[Activity]: Exercise in exact copying. Transcribe every entry that follows, word for word.

--------------------

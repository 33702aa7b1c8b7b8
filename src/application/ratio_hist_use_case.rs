// ============================================================
// Layer 2 — RatioHistUseCase
// ============================================================
// Bins every ratio-vs-radius graph and plots one figure per
// deadtime, plus a 2×2 overview of the first four deadtimes.

use anyhow::{ensure, Context, Result};
use serde::{Deserialize, Serialize};
use std::{fs, path::{Path, PathBuf}};

use crate::data::{
    binning::{bin_profile, group_by_deadtime, BinSpec, DeadtimeProfiles, GridProfile},
    graph_loader::CsvGraphLoader,
};
use crate::domain::{
    radial_graph::{deadtime_label, is_analysis_graph, GraphKey, RadialGraph},
    traits::GraphSource,
};
use crate::infra::plots::{plot_ratio_grid, plot_ratio_profiles};

/// Panels in the combined figure.
const COMBINED_PANELS: usize = 4;

#[derive(Debug, Clone, Serialize, Deserialize)]
pub struct RatioHistConfig {
    pub input:      String,
    pub output_dir: String,
    pub bins:       BinSpec,
}

impl Default for RatioHistConfig {
    fn default() -> Self {
        Self {
            input:      "RatioVsRadius.csv".to_string(),
            output_dir: "RatioVsRadius_Histograms".to_string(),
            bins:       BinSpec::default(),
        }
    }
}

#[derive(Debug, Clone)]
pub struct RatioHistOutput {
    pub per_deadtime: Vec<PathBuf>,
    pub combined:     PathBuf,
}

pub struct RatioHistUseCase {
    config: RatioHistConfig,
}

impl RatioHistUseCase {
    pub fn new(config: RatioHistConfig) -> Self {
        Self { config }
    }

    pub fn execute(&self) -> Result<RatioHistOutput> {
        self.execute_with(&CsvGraphLoader::new(&self.config.input))
    }

    pub fn execute_with(&self, source: &dyn GraphSource) -> Result<RatioHistOutput> {
        let cfg    = &self.config;
        let groups = build_profiles(source.load_graphs()?, &cfg.bins)?;

        let output_dir = Path::new(&cfg.output_dir);
        fs::create_dir_all(output_dir)
            .with_context(|| format!("Cannot create output directory '{}'", output_dir.display()))?;

        let mut per_deadtime = Vec::with_capacity(groups.len());
        for group in &groups {
            let path = output_dir.join(format!(
                "RatioVsRadius_Deadtime{}ns.png",
                deadtime_label(group.deadtime_ns)
            ));
            plot_ratio_profiles(&path, group, &cfg.bins)?;
            tracing::info!("Saved {}", path.display());
            per_deadtime.push(path);
        }

        if groups.len() > COMBINED_PANELS {
            let left_out: Vec<String> = groups[COMBINED_PANELS..]
                .iter()
                .map(|g| format!("{} ns", deadtime_label(g.deadtime_ns)))
                .collect();
            tracing::info!("Combined plot shows the first {COMBINED_PANELS} deadtimes; left out {}", left_out.join(", "));
        }

        let combined = output_dir.join("RatioVsRadius_Combined.png");
        let shown    = groups.len().min(COMBINED_PANELS);
        plot_ratio_grid(&combined, &groups[..shown], &cfg.bins)?;
        tracing::info!("Saved {}", combined.display());

        Ok(RatioHistOutput { per_deadtime, combined })
    }
}

/// Select the analysis graphs, bin each one and group them by deadtime.
pub fn build_profiles(graphs: Vec<RadialGraph>, spec: &BinSpec) -> Result<Vec<DeadtimeProfiles>> {
    let mut profiles = Vec::new();
    for graph in graphs {
        if !is_analysis_graph(&graph.name) {
            tracing::debug!("Ignoring '{}'", graph.name);
            continue;
        }
        let key     = GraphKey::parse(&graph.name)?;
        let profile = bin_profile(&graph.distances, &graph.ratios, spec);
        tracing::debug!(
            "Binned '{}': {} points, {} ns, {}x{}",
            graph.name, graph.len(), deadtime_label(key.deadtime_ns), key.grid_size, key.grid_size
        );
        profiles.push(GridProfile { key, profile });
    }

    ensure!(!profiles.is_empty(), "No ratio-vs-radius graphs found");
    Ok(group_by_deadtime(profiles))
}

#[cfg(test)]
mod tests {
    use super::*;

    fn graph(name: &str, points: &[(f64, f64)]) -> RadialGraph {
        let mut g = RadialGraph::new(name);
        for &(d, r) in points {
            g.push(d, r);
        }
        g
    }

    #[test]
    fn test_build_profiles_selects_and_groups() {
        let graphs = vec![
            graph("RatioVsRadius_Deadtime5ns_25x25", &[(0.002, 0.5), (0.0025, 0.7)]),
            graph("RatioVsRadius_Deadtime5ns_100x100;1", &[(0.010, 0.9)]),
            graph("RatioVsRadius_Deadtime0.5ns_50x50", &[(0.003, 0.4)]),
            graph("c1_RatioVsRadius_Deadtime5ns_25x25", &[(0.002, 0.0)]),
            graph("SomethingElse", &[]),
        ];

        let groups = build_profiles(graphs, &BinSpec::default()).unwrap();
        assert_eq!(groups.len(), 2);
        assert_eq!(groups[0].deadtime_ns, 0.5);
        assert_eq!(groups[1].deadtime_ns, 5.0);

        let grids: Vec<u32> = groups[1].grids.iter().map(|g| g.key.grid_size).collect();
        assert_eq!(grids, vec![100, 25]);

        let fine = &groups[1].grids[1].profile;
        assert_eq!(fine.counts[0], 2);
        assert!((fine.means[0] - 0.6).abs() < 1e-12);
    }

    struct InMemory(Vec<RadialGraph>);

    impl GraphSource for InMemory {
        fn load_graphs(&self) -> Result<Vec<RadialGraph>> {
            Ok(self.0.clone())
        }
    }

    #[test]
    fn test_execute_writes_one_figure_per_deadtime_and_combined() {
        let dir = tempfile::tempdir().unwrap();
        let out = dir.path().join("hists");
        let cfg = RatioHistConfig {
            output_dir: out.display().to_string(),
            ..RatioHistConfig::default()
        };

        // Five deadtimes: the combined figure only has room for four
        let mut graphs = Vec::new();
        for deadtime_ns in [30.0, 0.0, 5.0, 10.0, 2.5] {
            for grid_size in [100, 20] {
                let name = GraphKey { deadtime_ns, grid_size }.graph_name();
                graphs.push(graph(&name, &[(0.005, 0.9), (0.012, 0.6), (0.030, 0.3)]));
            }
        }

        let output = RatioHistUseCase::new(cfg).execute_with(&InMemory(graphs)).unwrap();

        let names: Vec<String> = output
            .per_deadtime
            .iter()
            .map(|p| p.file_name().unwrap().to_string_lossy().into_owned())
            .collect();
        assert_eq!(names, vec![
            "RatioVsRadius_Deadtime0.0ns.png",
            "RatioVsRadius_Deadtime2.5ns.png",
            "RatioVsRadius_Deadtime5.0ns.png",
            "RatioVsRadius_Deadtime10.0ns.png",
            "RatioVsRadius_Deadtime30.0ns.png",
        ]);
        for path in &output.per_deadtime {
            assert!(path.exists(), "{} missing", path.display());
        }
        assert_eq!(output.combined, out.join("RatioVsRadius_Combined.png"));
        assert!(output.combined.exists());
    }

    #[test]
    fn test_execute_reports_missing_input() {
        let dir = tempfile::tempdir().unwrap();
        let cfg = RatioHistConfig {
            input:      dir.path().join("absent.csv").display().to_string(),
            output_dir: dir.path().join("hists").display().to_string(),
            ..RatioHistConfig::default()
        };
        assert!(RatioHistUseCase::new(cfg).execute().is_err());
    }

    #[test]
    fn test_malformed_selected_name_is_an_error() {
        let graphs = vec![graph("RatioVsRadius_Deadtime_broken", &[])];
        assert!(build_profiles(graphs, &BinSpec::default()).is_err());
    }

    #[test]
    fn test_no_analysis_graphs_is_an_error() {
        let err = build_profiles(vec![graph("c1", &[])], &BinSpec::default()).unwrap_err();
        assert!(err.to_string().contains("No ratio-vs-radius graphs"));
    }
}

--------------------

[Result of this exercise]:
repository 33702aa7b1c8b7b8
filename src/application/ratio_hist_use_case.rs
// ============================================================
// Layer 2 — RatioHistUseCase
// ============================================================
// Bins every ratio-vs-radius graph and plots one figure per
// deadtime, plus a 2×2 overview of the first four deadtimes.

use anyhow::{ensure, Context, Result};
use serde::{Deserialize, Serialize};
use std::{fs, path::{Path, PathBuf}};

use crate::data::{
    binning::{bin_profile, group_by_deadtime, BinSpec, DeadtimeProfiles, GridProfile},
    graph_loader::CsvGraphLoader,
};
use crate::domain::{
    radial_graph::{deadtime_label, is_analysis_graph, GraphKey, RadialGraph},
    traits::GraphSource,
};
use crate::infra::plots::{plot_ratio_grid, plot_ratio_profiles};

/// Panels in the combined figure.
const COMBINED_PANELS: usize = 4;

#[derive(Debug, Clone, Serialize, Deserialize)]
pub struct RatioHistConfig {
    pub input:      String,
    pub output_dir: String,
    pub bins:       BinSpec,
}

impl Default for RatioHistConfig {
    fn default() -> Self {
        Self {
            input:      "RatioVsRadius.csv".to_string(),
            output_dir: "RatioVsRadius_Histograms".to_string(),
            bins:       BinSpec::default(),
        }
    }
}

#[derive(Debug, Clone)]
pub struct RatioHistOutput {
    pub per_deadtime: Vec<PathBuf>,
    pub combined:     PathBuf,
}

pub struct RatioHistUseCase {
    config: RatioHistConfig,
}

impl RatioHistUseCase {
    pub fn new(config: RatioHistConfig) -> Self {
        Self { config }
    }

    pub fn execute(&self) -> Result<RatioHistOutput> {
        self.execute_with(&CsvGraphLoader::new(&self.config.input))
    }

    pub fn execute_with(&self, source: &dyn GraphSource) -> Result<RatioHistOutput> {
        let cfg    = &self.config;
        let groups = build_profiles(source.load_graphs()?, &cfg.bins)?;

        let output_dir = Path::new(&cfg.output_dir);
        fs::create_dir_all(output_dir)
            .with_context(|| format!("Cannot create output directory '{}'", output_dir.display()))?;

        let mut per_deadtime = Vec::with_capacity(groups.len());
        for group in &groups {
            let path = output_dir.join(format!(
                "RatioVsRadius_Deadtime{}ns.png",
                deadtime_label(group.deadtime_ns)
            ));
            plot_ratio_profiles(&path, group, &cfg.bins)?;
            tracing::info!("Saved {}", path.display());
            per_deadtime.push(path);
        }

        if groups.len() > COMBINED_PANELS {
            let left_out: Vec<String> = groups[COMBINED_PANELS..]
                .iter()
                .map(|g| format!("{} ns", deadtime_label(g.deadtime_ns)))
                .collect();
            tracing::info!("Combined plot shows the first {COMBINED_PANELS} deadtimes; left out {}", left_out.join(", "));
        }

        let combined = output_dir.join("RatioVsRadius_Combined.png");
        let shown    = groups.len().min(COMBINED_PANELS);
        plot_ratio_grid(&combined, &groups[..shown], &cfg.bins)?;
        tracing::info!("Saved {}", combined.display());

        Ok(RatioHistOutput { per_deadtime, combined })
    }
}

/// Select the analysis graphs, bin each one and group them by deadtime.
pub fn build_profiles(graphs: Vec<RadialGraph>, spec: &BinSpec) -> Result<Vec<DeadtimeProfiles>> {
    let mut profiles = Vec::new();
    for graph in graphs {
        if !is_analysis_graph(&graph.name) {
            tracing::debug!("Ignoring '{}'", graph.name);
            continue;
        }
        let key     = GraphKey::parse(&graph.name)?;
        let profile = bin_profile(&graph.distances, &graph.ratios, spec);
        tracing::debug!(
            "Binned '{}': {} points, {} ns, {}x{}",
            graph.name, graph.len(), deadtime_label(key.deadtime_ns), key.grid_size, key.grid_size
        );
        profiles.push(GridProfile { key, profile });
    }

    ensure!(!profiles.is_empty(), "No ratio-vs-radius graphs found");
    Ok(group_by_deadtime(profiles))
}

#[cfg(test)]
mod tests {
    use super::*;

    fn graph(name: &str, points: &[(f64, f64)]) -> RadialGraph {
        let mut g = RadialGraph::new(name);
        for &(d, r) in points {
            g.push(d, r);
        }
        g
    }

    #[test]
    fn test_build_profiles_selects_and_groups() {
        let graphs = vec![
            graph("RatioVsRadius_Deadtime5ns_25x25", &[(0.002, 0.5), (0.0025, 0.7)]),
            graph("RatioVsRadius_Deadtime5ns_100x100;1", &[(0.010, 0.9)]),
            graph("RatioVsRadius_Deadtime0.5ns_50x50", &[(0.003, 0.4)]),
            graph("c1_RatioVsRadius_Deadtime5ns_25x25", &[(0.002, 0.0)]),
            graph("SomethingElse", &[]),
        ];

        let groups = build_profiles(graphs, &BinSpec::default()).unwrap();
        assert_eq!(groups.len(), 2);
        assert_eq!(groups[0].deadtime_ns, 0.5);
        assert_eq!(groups[1].deadtime_ns, 5.0);

        let grids: Vec<u32> = groups[1].grids.iter().map(|g| g.key.grid_size).collect();
        assert_eq!(grids, vec![100, 25]);

        let fine = &groups[1].grids[1].profile;
        assert_eq!(fine.counts[0], 2);
        assert!((fine.means[0] - 0.6).abs() < 1e-12);
    }

    struct InMemory(Vec<RadialGraph>);

    impl GraphSource for InMemory {
        fn load_graphs(&self) -> Result<Vec<RadialGraph>> {
            Ok(self.0.clone())
        }
    }

    #[test]
    fn test_execute_writes_one_figure_per_deadtime_and_combined() {
        let dir = tempfile::tempdir().unwrap();
        let out = dir.path().join("hists");
        let cfg = RatioHistConfig {
            output_dir: out.display().to_string(),
            ..RatioHistConfig::default()
        };

        // Five deadtimes: the combined figure only has room for four
        let mut graphs = Vec::new();
        for deadtime_ns in [30.0, 0.0, 5.0, 10.0, 2.5] {
            for grid_size in [100, 20] {
                let name = GraphKey { deadtime_ns, grid_size }.graph_name();
                graphs.push(graph(&name, &[(0.005, 0.9), (0.012, 0.6), (0.030, 0.3)]));
            }
        }

        let output = RatioHistUseCase::new(cfg).execute_with(&InMemory(graphs)).unwrap();

        let names: Vec<String> = output
            .per_deadtime
            .iter()
            .map(|p| p.file_name().unwrap().to_string_lossy().into_owned())
            .collect();
        assert_eq!(names, vec![
            "RatioVsRadius_Deadtime0.0ns.png",
            "RatioVsRadius_Deadtime2.5ns.png",
            "RatioVsRadius_Deadtime5.0ns.png",
            "RatioVsRadius_Deadtime10.0ns.png",
            "RatioVsRadius_Deadtime30.0ns.png",
        ]);
        for path in &output.per_deadtime {
            assert!(path.exists(), "{} missing", path.display());
        }
        assert_eq!(output.combined, out.join("RatioVsRadius_Combined.png"));
        assert!(output.combined.exists());
    }

    #[test]
    fn test_execute_reports_missing_input() {
        let dir = tempfile::tempdir().unwrap();
        let cfg = RatioHistConfig {
            input:      dir.path().join("absent.csv").display().to_string(),
            output_dir: dir.path().join("hists").display().to_string(),
            ..RatioHistConfig::default()
        };
        assert!(RatioHistUseCase::new(cfg).execute().is_err());
    }

    #[test]
    fn test_malformed_selected_name_is_an_error() {
        let graphs = vec![graph("RatioVsRadius_Deadtime_broken", &[])];
        assert!(build_profiles(graphs, &BinSpec::default()).is_err());
    }

    #[test]
    fn test_no_analysis_graphs_is_an_error() {
        let err = build_profiles(vec![graph("c1", &[])], &BinSpec::default()).unwrap_err();
        assert!(err.to_string().contains("No ratio-vs-radius graphs"));
    }
}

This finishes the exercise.